なんだかなあ…………いや、俺のせいなんだけどね。
「随分人気だね、ラッツ君」
声を掛けられて、俺は頭の後ろで腕を組んだままで振り返った。真っ赤なエプロンドレス姿で俺を見ているのは――……
「リオ」
「久しぶり。ちょっと、いいかな」
そう言って、店の奥を指差す。リオ・アップルクライン、ギルド・セイントシスターの聖職者だ。このサウス・マウンテンサイド、『赤い甘味』の裏側には修道院と教会があって、アカデミー以外の聖職者養成機関とプロの聖職者、それに修道士が混在して生活している、少し特殊な所だ。リオはライジングサン・アカデミー上がりの聖職者だが、アカデミー卒業後は故郷のマウンテンサイドに帰って聖職者をやると言っていた。
まさか、俺の好きな『赤い甘味』で勤めているとは思わなかったけど――――そうか、ここって聖職者の連中が経営しているから、必然的に聖職者がウエイトレスをやったりもするのか。聖職者以外、働いている奴が居ないんだもんな。
随分と、聖職者もフリーダムになったものである。
「リオちゃん、今日も見せてくれよ。お得意の手品」
「はーい、ちょっと待ってくださいね」
手品なんか見せてるのか。……いや、しかし。何やら俺、そこら中から見られている。なんだ……? 先程のやり取りのせいと言うよりは、何か珍獣的な意味合いで見られていそうだけど……
喫茶店の隅に座っていたから、顔が見えなかったからなのか。俺を見るや、ぎょっとしてまじまじと顔を見ようとする者ばかりだ。
何だか気持ち悪いので、見えないように顔を背けた。
店の奥に隠れると、リオはそのまま裏手に出た。俺を通すと、扉を閉める。扉が開かないように、リオは背中で扉を押さえていた。
後ろで緩やかに結った茶髪が、エプロンドレスによく似合っていて愛らしい。リオは後ろの様子を確認して――――何を確認しているのだろう。あまり聞かれたくない話なのか?
「……ごめんね、急に呼び出して」
「お、おう。すまんね、全然気付かなくて」
「ううん、それはいいの。それより――――お金はいらないから、このまま出て行った方が良いよ」
なんで? ……俺が目を丸くしていると、リオは俺の態度が分からないようで、逆に小首を傾げていた。
……噛み合わないな。
「何か、理由があるのか?」
「理由って――……もしかして、その様子だと知らないのかな。今までどこにいたの?」
どこにいた、とは……まさか、何かまずい事になっているんだろうか。しかし、魔界から来ましたとは言えないな。
「……ちょっと、な。

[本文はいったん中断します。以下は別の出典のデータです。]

//! Doctor pages: dashboard, appointment decisions and prescriptions.

use crate::outcome::{redirect, refuse, refuse_to};
use crate::patient::{AppointmentsView, StatusFilter};
use crate::AppState;
use api_shared::{Notice, NoticeParams};
use axum::extract::{Extension, Path, Query, State};
use axum::response::{Json, Response};
use axum::Form;
use hms_core::repositories::appointments::{Appointment, AppointmentService, AppointmentStatus};
use hms_core::repositories::messaging::MessagingService;
use hms_core::repositories::prescriptions::{Prescription, PrescriptionService};
use hms_core::repositories::profiles::{Doctor, ProfileService};
use hms_core::validation::parse_id;
use hms_core::Actor;
use serde::{Deserialize, Serialize};
use utoipa::ToSchema;

#[derive(Debug, Default, Deserialize, ToSchema)]
#[serde(default)]
pub struct PrescriptionForm {
    pub prescription_text: String,
}

#[derive(Debug, Serialize)]
pub struct DoctorDashboard {
    pub notice: Option<Notice>,
    pub doctor: Doctor,
    pub pending_appointments: Vec<Appointment>,
    pub approved_appointments: Vec<Appointment>,
    pub pending_count: usize,
    pub received_messages: i64,
}

#[derive(Debug, Serialize)]
pub struct PrescriptionContext {
    pub notice: Option<Notice>,
    pub appointment: Appointment,
    pub prescriptions: Vec<Prescription>,
}

#[utoipa::path(
    get,
    path = "/dashboard/doctor",
    params(NoticeParams),
    responses((status = 200, description = "Pending and approved appointments, message count"))
)]
#[axum::debug_handler]
pub async fn dashboard(
    State(state): State<AppState>,
    Extension(actor): Extension<Actor>,
    Query(params): Query<NoticeParams>,
) -> Result<Json<DoctorDashboard>, Response> {
    let doctor = ProfileService::new(state.db.clone(), state.cfg.clone())
        .find_doctor(actor.user_id)
        .await
        .map_err(refuse_to("/login"))?;
    let appointments = AppointmentService::new(state.db.clone());
    let pending_appointments = appointments
        .list_for_doctor(&actor, Some(AppointmentStatus::Pending))
        .await
        .map_err(refuse_to("/login"))?;
    let approved_appointments = appointments
        .list_for_doctor(&actor, Some(AppointmentStatus::Approved))
        .await
        .map_err(refuse_to("/login"))?;
    let received_messages = MessagingService::new(state.db.clone())
        .received_message_count(&actor)
        .await
        .map_err(refuse_to("/login"))?;

    Ok(Json(DoctorDashboard {
        notice: params.into_notice(),
        doctor,
        pending_count: pending_appointments.len(),
        pending_appointments,
        approved_appointments,
        received_messages,
    }))
}

#[utoipa::path(
    get,
    path = "/doctor/appointments",
    params(StatusFilter, NoticeParams),
    responses((status = 200, description = "The doctor's appointments by date and time"))
)]
#[axum::debug_handler]
pub async fn appointments(
    State(state): State<AppState>,
    Extension(actor): Extension<Actor>,
    Query(filter): Query<StatusFilter>,
    Query(params): Query<NoticeParams>,
) -> Result<Json<AppointmentsView>, Response> {
    let status = filter.parse().map_err(refuse_to("/doctor/appointments"))?;
    let appointments = AppointmentService::new(state.db.clone())
        .list_for_doctor(&actor, status)
        .await
        .map_err(refuse_to("/dashboard/doctor"))?;
    Ok(Json(AppointmentsView {
        notice: params.into_notice(),
        status,
        appointments,
    }))
}

#[utoipa::path(
    post,
    path = "/approve-appointment/{id}",
    params(("id" = i64, Path, description = "Appointment id")),
    responses((status = 303, description = "Redirect to the doctor dashboard with the outcome"))
)]
/// Approve an appointment
///
/// Only the appointment's own doctor may approve it. Also routed for `GET`.
#[axum::debug_handler]
pub async fn approve(
    State(state): State<AppState>,
    Extension(actor): Extension<Actor>,
    Path(id): Path<String>,
) -> Response {
    let id = match parse_id(&id, "Appointment") {
        Ok(id) => id,
        Err(e) => return refuse("/dashboard/doctor", e),
    };
    match AppointmentService::new(state.db.clone())
        .approve(&actor, id)
        .await
    {
        Ok(a) => redirect(
            "/dashboard/doctor",
            Notice::success(format!(
                "Appointment with {} on {} at {} approved.",
                a.patient_username,
                a.appointment_date,
                a.appointment_time.format("%H:%M")
            )),
        ),
        Err(e) => refuse("/dashboard/doctor", e),
    }
}

#[utoipa::path(
    post,
    path = "/reject-appointment/{id}",
    params(("id" = i64, Path, description = "Appointment id")),
    responses((status = 303, description = "Redirect to the doctor dashboard with the outcome"))
)]
/// Reject (cancel) an appointment
///
/// The appointment is kept with status `Cancelled`. Also routed for `GET`.
#[axum::debug_handler]
pub async fn reject(
    State(state): State<AppState>,
    Extension(actor): Extension<Actor>,
    Path(id): Path<String>,
) -> Response {
    let id = match parse_id(&id, "Appointment") {
        Ok(id) => id,
        Err(e) => return refuse("/dashboard/doctor", e),
    };
    match AppointmentService::new(state.db.clone())
        .reject(&actor, id)
        .await
    {
        Ok(a) => redirect(
            "/dashboard/doctor",
            Notice::success(format!(
                "Appointment with {} on {} cancelled.",
                a.patient_username, a.appointment_date
            )),
        ),
        Err(e) => refuse("/dashboard/doctor", e),
    }
}

#[utoipa::path(
    get,
    path = "/create-prescription/{id}",
    params(("id" = i64, Path, description = "Appointment id"), NoticeParams),
    responses((status = 200, description = "Appointment context for a new prescription"))
)]
#[axum::debug_handler]
pub async fn prescription_context(
    State(state): State<AppState>,
    Extension(actor): Extension<Actor>,
    Path(id): Path<String>,
    Query(params): Query<NoticeParams>,
) -> Result<Json<PrescriptionContext>, Response> {
    let id = parse_id(&id, "Appointment").map_err(refuse_to("/dashboard/doctor"))?;
    let appointment = AppointmentService::new(state.db.clone())
        .find_for_doctor(&actor, id, "prescribe for this appointment")
        .await
        .map_err(refuse_to("/dashboard/doctor"))?;
    let prescriptions = PrescriptionService::new(state.db.clone())
        .list_for_doctor(&actor)
        .await
        .map_err(refuse_to("/dashboard/doctor"))?
        .into_iter()
        .filter(|p| p.appointment_id == Some(appointment.id))
        .collect();
    Ok(Json(PrescriptionContext {
        notice: params.into_notice(),
        appointment,
        prescriptions,
    }))
}

#[utoipa::path(
    post,
    path = "/create-prescription/{id}",
    params(("id" = i64, Path, description = "Appointment id")),
    request_body(content = PrescriptionForm, content_type = "application/x-www-form-urlencoded"),
    responses((status = 303, description = "Redirect with the outcome"))
)]
/// Write a prescription for an appointment the doctor owns
#[axum::debug_handler]
pub async fn create_prescription(
    State(state): State<AppState>,
    Extension(actor): Extension<Actor>,
    Path(id): Path<String>,
    Form(form): Form<PrescriptionForm>,
) -> Response {
    let id = match parse_id(&id, "Appointment") {
        Ok(id) => id,
        Err(e) => return refuse("/dashboard/doctor", e),
    };
    match PrescriptionService::new(state.db.clone())
        .create(&actor, id, &form.prescription_text)
        .await
    {
        Ok(p) => redirect(
            "/dashboard/doctor",
            Notice::success(format!("Prescription saved for {}.", p.patient_username)),
        ),
        Err(e) => refuse(&format!("/create-prescription/{id}"), e),
    }
}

遠い所に行ってた」
「セントラル大陸以外?」
「まあ、そうだな」
リオは何かを納得した様子で一人、頷いていた。
その時だった。リオは咄嗟に俺の手を引き、リオ側に引き寄せた。ふわりと柔らかな香水の匂いが香る――――意味が分からない俺は、されるがままになっていたが――――程なくして、その行動の理由に気付く。

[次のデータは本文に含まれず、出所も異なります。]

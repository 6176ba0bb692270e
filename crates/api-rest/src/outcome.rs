//! Turning core results into HTTP responses.
//!
//! Every mutating endpoint answers `303 See Other`. Success and failure differ only in the
//! notice attached to the target and in where the target points.

use api_shared::Notice;
use axum::response::{IntoResponse, Redirect, Response};
use hms_core::HmsError;

/// Redirects to `to` carrying `notice`.
pub(crate) fn redirect(to: &str, notice: Notice) -> Response {
    Redirect::to(&notice.attach_to(to)).into_response()
}

/// Redirects back to `back` with the error's user-facing message.
///
/// Internal errors are logged with their detail; the user sees a generic message.
pub(crate) fn refuse(back: &str, err: HmsError) -> Response {
    if err.is_internal() {
        tracing::error!("request failed: {:?}", err);
    } else {
        tracing::debug!("request refused: {}", err);
    }
    redirect(back, Notice::error(err.user_message()))
}

/// Shorthand for handlers returning `Result<_, Response>`.
pub(crate) fn refuse_to(back: &'static str) -> impl Fn(HmsError) -> Response {
    move |err| refuse(back, err)
}
//! Storage-backed services.
//!
//! Each service wraps the shared [`Database`](crate::db::Database) handle and takes the calling
//! [`Actor`](crate::actor::Actor) explicitly on every operation that needs one.

pub mod appointments;
pub mod billing;
pub mod catalog;
pub mod commerce;
pub mod identity;
pub mod messaging;
pub mod prescriptions;
pub mod profiles;
pub mod sessions;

『赤い甘味』の、表側。今、俺以外の三人が居る場所だろうか。五、六名程の治安保護隊員が『赤い甘味』に入って行くのが見えた。……俺が隠されたということは、俺を探している?
……いよいよ、まずい事態の意味がなんとなく理解できるようになってきていた。
「どういうことだ? ……治安保護隊員が、俺を探しているのか?」
リオは額に汗をしながら頷いて、俺から目を逸らした。
「実際のところは、探しているのはセントラルの治安保護隊員と、冒険者ギルドの人たち。ラッツ君は私達にとってはよく知る人だから、全然信じてないんだけど――……どうもね、『スカイガーデン没落事件』の犯人を、連中はラッツ君だと思っているみたいなの」
俺は何のことか分からず、首を傾げて聞いた。
「……『スカイガーデン没落事件』?」
「それも知らないの!?」
慌てて、リオは大きな声を出した口を押さえて、俺の手を引いてその場を離れた。森の茂み、木の陰に隠れて様子を伺う。

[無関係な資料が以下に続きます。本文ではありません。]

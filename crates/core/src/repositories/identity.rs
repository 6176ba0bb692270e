//! Identity and role store.
//!
//! Every account is one row in `users` carrying a single [`Role`] tag. Authorisation elsewhere
//! in the crate is a match on that tag plus, for doctors, the approval flag held by the profile
//! registry.
//!
//! ## Approval gate
//!
//! [`IdentityService::authenticate`] refuses doctors whose profile is not yet approved, even
//! when the password is correct. Because every other operation needs a session, and sessions are
//! only created after `authenticate` succeeds, unapproved doctors cannot reach the scheduler.

use crate::actor::{Actor, Role, UserId};
use crate::config::CoreConfig;
use crate::constants::MIN_PASSWORD_LEN;
use crate::db::Database;
use crate::error::{is_unique_violation, HmsError, HmsResult};
use crate::password::{hash_password, verify_password};
use crate::validation;
use chrono::{DateTime, Utc};
use serde::Serialize;
use sqlx::SqliteConnection;
use std::sync::Arc;

/// A stored account, without its credential.
#[derive(Clone, Debug, PartialEq, Eq, Serialize, sqlx::FromRow)]
pub struct Identity {
    pub id: UserId,
    pub username: String,
    pub first_name: String,
    pub last_name: String,
    pub email: String,
    pub role: Role,
    pub created_at: DateTime<Utc>,
}

impl Identity {
    pub fn actor(&self) -> Actor {
        Actor::new(self.id, self.role)
    }

    /// "First Last", falling back to the username when no name is on file.
    pub fn display_name(&self) -> String {
        let full = format!("{} {}", self.first_name, self.last_name);
        let full = full.trim();
        if full.is_empty() {
            self.username.clone()
        } else {
            full.to_string()
        }
    }
}

/// Input for creating an identity.
#[derive(Clone, Debug)]
pub struct NewIdentity {
    pub username: String,
    pub password: String,
    pub first_name: String,
    pub last_name: String,
    pub email: String,
    pub role: Role,
}

#[derive(sqlx::FromRow)]
struct CredentialRow {
    #[sqlx(flatten)]
    identity: Identity,
    password_hash: String,
}

pub(crate) const IDENTITY_COLUMNS: &str =
    "id, username, first_name, last_name, email, role, created_at";

/// Inserts an identity on an existing connection or transaction.
///
/// The password must already be hashed; hashing is deliberately kept outside any open
/// transaction.
///
/// # Errors
///
/// Returns `HmsError::UsernameTaken` if the username is already in use.
pub(crate) async fn insert_identity(
    conn: &mut SqliteConnection,
    new: &NewIdentity,
    password_hash: &str,
) -> HmsResult<Identity> {
    let username = validation::username(&new.username)?;

    let sql = format!(
        "INSERT INTO users (username, password_hash, first_name, last_name, email, role, created_at) \
         VALUES (?, ?, ?, ?, ?, ?, ?) RETURNING {IDENTITY_COLUMNS}"
    );
    sqlx::query_as::<_, Identity>(&sql)
        .bind(username.as_str())
        .bind(password_hash)
        .bind(new.first_name.trim())
        .bind(new.last_name.trim())
        .bind(new.email.trim())
        .bind(new.role)
        .bind(Utc::now())
        .fetch_one(&mut *conn)
        .await
        .map_err(|e| {
            if is_unique_violation(&e) {
                HmsError::UsernameTaken(username.to_string())
            } else {
                HmsError::Database(e)
            }
        })
}

/// Validates and hashes a new password.
pub(crate) fn prepare_password(password: &str, cfg: &CoreConfig) -> HmsResult<String> {
    if password.chars().count() < MIN_PASSWORD_LEN {
        return Err(HmsError::Validation(format!(
            "Password must be at least {MIN_PASSWORD_LEN} characters."
        )));
    }
    hash_password(password, cfg.password_cost())
}

/// Service for account lookup, creation and authentication.
#[derive(Clone, Debug)]
pub struct IdentityService {
    db: Database,
    cfg: Arc<CoreConfig>,
}

impl IdentityService {
    pub fn new(db: Database, cfg: Arc<CoreConfig>) -> Self {
        Self { db, cfg }
    }

    /// Creates a bare identity with no role profile.
    ///
    /// Used for admin accounts; the other roles are created through
    /// [`ProfileService`](crate::repositories::profiles::ProfileService) so that identity and
    /// profile are written together.
    ///
    /// # Errors
    ///
    /// Returns `HmsError` if:
    /// - the username or password is invalid (`Validation`),
    /// - the username is taken (`UsernameTaken`),
    /// - hashing or storage fails.
    pub async fn create(&self, new: NewIdentity) -> HmsResult<Identity> {
        let hash = prepare_password(&new.password, &self.cfg)?;
        let mut conn = self.db.pool().acquire().await?;
        let identity = insert_identity(&mut conn, &new, &hash).await?;
        tracing::info!(user_id = identity.id, role = ?identity.role, "identity created");
        Ok(identity)
    }

    /// Fetches an identity by id.
    pub async fn find(&self, id: UserId) -> HmsResult<Identity> {
        let sql = format!("SELECT {IDENTITY_COLUMNS} FROM users WHERE id = ?");
        sqlx::query_as::<_, Identity>(&sql)
            .bind(id)
            .fetch_optional(self.db.pool())
            .await?
            .ok_or_else(|| HmsError::NotFound("user".into()))
    }

    /// Lists identities holding `role`, ordered by username.
    pub async fn list_by_role(&self, role: Role) -> HmsResult<Vec<Identity>> {
        let sql =
            format!("SELECT {IDENTITY_COLUMNS} FROM users WHERE role = ? ORDER BY username");
        Ok(sqlx::query_as::<_, Identity>(&sql)
            .bind(role)
            .fetch_all(self.db.pool())
            .await?)
    }

    /// Verifies credentials and applies the doctor approval gate.
    ///
    /// # Returns
    ///
    /// The authenticated identity. The caller is responsible for opening a session.
    ///
    /// # Errors
    ///
    /// Returns `HmsError` if:
    /// - the username does not exist or the password is wrong (`InvalidCredentials`),
    /// - the identity is a doctor without a doctor profile (`ProfileMissing`),
    /// - the identity is a doctor whose profile is not approved (`PendingApproval`).
    pub async fn authenticate(&self, username: &str, password: &str) -> HmsResult<Identity> {
        let sql = format!(
            "SELECT {IDENTITY_COLUMNS}, password_hash FROM users WHERE username = ?"
        );
        let row = sqlx::query_as::<_, CredentialRow>(&sql)
            .bind(username.trim())
            .fetch_optional(self.db.pool())
            .await?
            .ok_or(HmsError::InvalidCredentials)?;

        if !verify_password(password, &row.password_hash)? {
            tracing::info!(username = %row.identity.username, "rejected login: bad password");
            return Err(HmsError::InvalidCredentials);
        }

        let identity = row.identity;
        if identity.role == Role::Doctor {
            let approved: Option<bool> =
                sqlx::query_scalar("SELECT is_approved FROM doctors WHERE user_id = ?")
                    .bind(identity.id)
                    .fetch_optional(self.db.pool())
                    .await?;
            match approved {
                None => {
                    tracing::warn!(user_id = identity.id, "doctor login without a profile");
                    return Err(HmsError::ProfileMissing);
                }
                Some(false) => {
                    tracing::info!(user_id = identity.id, "doctor login pending approval");
                    return Err(HmsError::PendingApproval);
                }
                Some(true) => {}
            }
        }

        Ok(identity)
    }

    /// Changes the actor's own password.
    ///
    /// # Errors
    ///
    /// Returns `HmsError` if:
    /// - `old_password` does not match (`InvalidCredentials`),
    /// - the new password is too short or differs from `confirm` (`Validation`).
    pub async fn change_password(
        &self,
        actor: &Actor,
        old_password: &str,
        new_password: &str,
        confirm: &str,
    ) -> HmsResult<()> {
        let stored: String = sqlx::query_scalar("SELECT password_hash FROM users WHERE id = ?")
            .bind(actor.user_id)
            .fetch_optional(self.db.pool())
            .await?
            .ok_or_else(|| HmsError::NotFound("user".into()))?;

        if !verify_password(old_password, &stored)? {
            return Err(HmsError::InvalidCredentials);
        }
        if new_password != confirm {
            return Err(HmsError::Validation(
                "The two password fields didn't match.".into(),
            ));
        }
        let hash = prepare_password(new_password, &self.cfg)?;

        sqlx::query("UPDATE users SET password_hash = ? WHERE id = ?")
            .bind(hash)
            .bind(actor.user_id)
            .execute(self.db.pool())
            .await?;
        tracing::info!(user_id = actor.user_id, "password changed");
        Ok(())
    }
}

先程までリオが押さえていた扉が開き、治安保護隊員が辺りの様子を確認していた。……何が起こっているんだ? 俺の知らない一年の間に、セントラル大陸ではスカイガーデンが没落していたのか。
それが俺のせい……か。
いつの話なのか分からないが、もしもおよそ一年前の出来事だとするなら、もしかしたら俺がやってしまった可能性もある。あの時の俺は<凶暴表現>によって、我を忘れていたのだから。
しかし、没落……ってことは、もしかしてスカイガーデン自体が地に落ちたりしたのだろうか。
だとすれば、被害は大きい可能性もある…………なんてこった。
「……とにかく、ここは逃げて。ラッツ君は今、指名手配されてるの。何もしてなくても、殺されちゃうかもしれない」
そう言って、リオは店に戻って行った。出て来た治安保護隊員と接触し、何やら話をしている。
そうか、さっきの客が向けていた視線は俺に掛けられた指名手配の懸賞金と、一人でスカイガーデンを没落させたという疑惑からの話か。……確かに、腕に余程の自信が無ければ治安保護隊員を呼ぶところか。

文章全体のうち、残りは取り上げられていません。